* **About this task**: Please write the following entries out once more, exactly.

* **Provided entries**:
---+---
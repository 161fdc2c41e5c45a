//! Positions-Panel: X/Y/Z-Felder des zuletzt selektierten Punkts oder Forcefields.

use crate::app::{AppIntent, AppState};
use crate::core::Axis;

/// Zeigt die Live-Position des Panel-Ziels als editierbare Felder.
pub(super) fn render_position_panel(
    ui: &mut egui::Ui,
    state: &AppState,
    events: &mut Vec<AppIntent>,
) {
    let Some(target) = state.editor.position_panel else {
        ui.label("Keine Position ausgewählt");
        return;
    };
    let Some(position) = state.scene.position(target.kind, target.id) else {
        return;
    };

    ui.label(format!("{} #{}", target.kind, target.id));
    egui::Grid::new("position_panel").num_columns(2).show(ui, |ui| {
        for axis in Axis::ALL {
            ui.label(axis.label());
            let mut value = axis.get(position);
            let response = ui.add(egui::DragValue::new(&mut value).speed(1.0));
            if response.drag_started() || response.gained_focus() {
                events.push(AppIntent::PropertyEditStarted);
            }
            if response.changed() {
                events.push(AppIntent::PositionFieldEdited { axis, value });
            }
            ui.end_row();
        }
    });
}
//! Kugeln (Punkte, Forcefields) und Manipulator-Griff.

use super::types::{color32, RenderContext};
use crate::shared::RenderSphere;
use glam::Vec3;

/// Radius des Manipulator-Griffs in Pixeln.
const MANIPULATOR_RADIUS_PX: f32 = 8.0;

/// Zeichnet Kugeln von hinten nach vorne.
pub(super) fn paint_spheres<'s>(
    ctx: &RenderContext,
    spheres: impl Iterator<Item = &'s RenderSphere>,
) {
    let mut visible: Vec<(f32, &RenderSphere)> = spheres
        .map(|s| (ctx.depth(s.center), s))
        .filter(|(depth, _)| *depth >= ctx.camera.near)
        .collect();
    visible.sort_by(|a, b| b.0.total_cmp(&a.0));

    for (_, sphere) in visible {
        let Some(center) = ctx.project(sphere.center) else {
            continue;
        };
        let radius = ctx.screen_radius(sphere.center, sphere.radius).max(1.0);
        let fill = color32(sphere.color);
        ctx.painter.circle_filled(center, radius, fill);
        ctx.painter.circle_stroke(
            center,
            radius,
            egui::Stroke::new(1.0, fill.gamma_multiply(0.6).to_opaque()),
        );
    }
}

/// Zeichnet den Manipulator-Griff als Ring mit Achsenkreuz.
pub(super) fn paint_manipulator(ctx: &RenderContext, position: Vec3, color: [f32; 4]) {
    let Some(center) = ctx.project(position) else {
        return;
    };
    let stroke = egui::Stroke::new(2.0, color32(color));
    ctx.painter
        .circle_stroke(center, MANIPULATOR_RADIUS_PX, stroke);

    let axis_len = ctx.camera.world_per_pixel_at(ctx.depth(position), ctx.viewport.y) * 40.0;
    for (axis, axis_color) in [
        (Vec3::X, egui::Color32::RED),
        (Vec3::Y, egui::Color32::GREEN),
        (Vec3::Z, egui::Color32::BLUE),
    ] {
        if let Some(tip) = ctx.project(position + axis * axis_len) {
            ctx.painter
                .line_segment([center, tip], egui::Stroke::new(2.0, axis_color));
        }
    }
}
---+---
* **Finished exercise**:
repository 161fdc2c41e5c45a
//! Positions-Panel: X/Y/Z-Felder des zuletzt selektierten Punkts oder Forcefields.

use crate::app::{AppIntent, AppState};
use crate::core::Axis;

/// Zeigt die Live-Position des Panel-Ziels als editierbare Felder.
pub(super) fn render_position_panel(
    ui: &mut egui::Ui,
    state: &AppState,
    events: &mut Vec<AppIntent>,
) {
    let Some(target) = state.editor.position_panel else {
        ui.label("Keine Position ausgewählt");
        return;
    };
    let Some(position) = state.scene.position(target.kind, target.id) else {
        return;
    };

    ui.label(format!("{} #{}", target.kind, target.id));
    egui::Grid::new("position_panel").num_columns(2).show(ui, |ui| {
        for axis in Axis::ALL {
            ui.label(axis.label());
            let mut value = axis.get(position);
            let response = ui.add(egui::DragValue::new(&mut value).speed(1.0));
            if response.drag_started() || response.gained_focus() {
                events.push(AppIntent::PropertyEditStarted);
            }
            if response.changed() {
                events.push(AppIntent::PositionFieldEdited { axis, value });
            }
            ui.end_row();
        }
    });
}
//! Kugeln (Punkte, Forcefields) und Manipulator-Griff.

use super::types::{color32, RenderContext};
use crate::shared::RenderSphere;
use glam::Vec3;

/// Radius des Manipulator-Griffs in Pixeln.
const MANIPULATOR_RADIUS_PX: f32 = 8.0;

/// Zeichnet Kugeln von hinten nach vorne.
pub(super) fn paint_spheres<'s>(
    ctx: &RenderContext,
    spheres: impl Iterator<Item = &'s RenderSphere>,
) {
    let mut visible: Vec<(f32, &RenderSphere)> = spheres
        .map(|s| (ctx.depth(s.center), s))
        .filter(|(depth, _)| *depth >= ctx.camera.near)
        .collect();
    visible.sort_by(|a, b| b.0.total_cmp(&a.0));

    for (_, sphere) in visible {
        let Some(center) = ctx.project(sphere.center) else {
            continue;
        };
        let radius = ctx.screen_radius(sphere.center, sphere.radius).max(1.0);
        let fill = color32(sphere.color);
        ctx.painter.circle_filled(center, radius, fill);
        ctx.painter.circle_stroke(
            center,
            radius,
            egui::Stroke::new(1.0, fill.gamma_multiply(0.6).to_opaque()),
        );
    }
}

/// Zeichnet den Manipulator-Griff als Ring mit Achsenkreuz.
pub(super) fn paint_manipulator(ctx: &RenderContext, position: Vec3, color: [f32; 4]) {
    let Some(center) = ctx.project(position) else {
        return;
    };
    let stroke = egui::Stroke::new(2.0, color32(color));
    ctx.painter
        .circle_stroke(center, MANIPULATOR_RADIUS_PX, stroke);

    let axis_len = ctx.camera.world_per_pixel_at(ctx.depth(position), ctx.viewport.y) * 40.0;
    for (axis, axis_color) in [
        (Vec3::X, egui::Color32::RED),
        (Vec3::Y, egui::Color32::GREEN),
        (Vec3::Z, egui::Color32::BLUE),
    ] {
        if let Some(tip) = ctx.project(position + axis * axis_len) {
            ctx.painter
                .line_segment([center, tip], egui::Stroke::new(2.0, axis_color));
        }
    }
}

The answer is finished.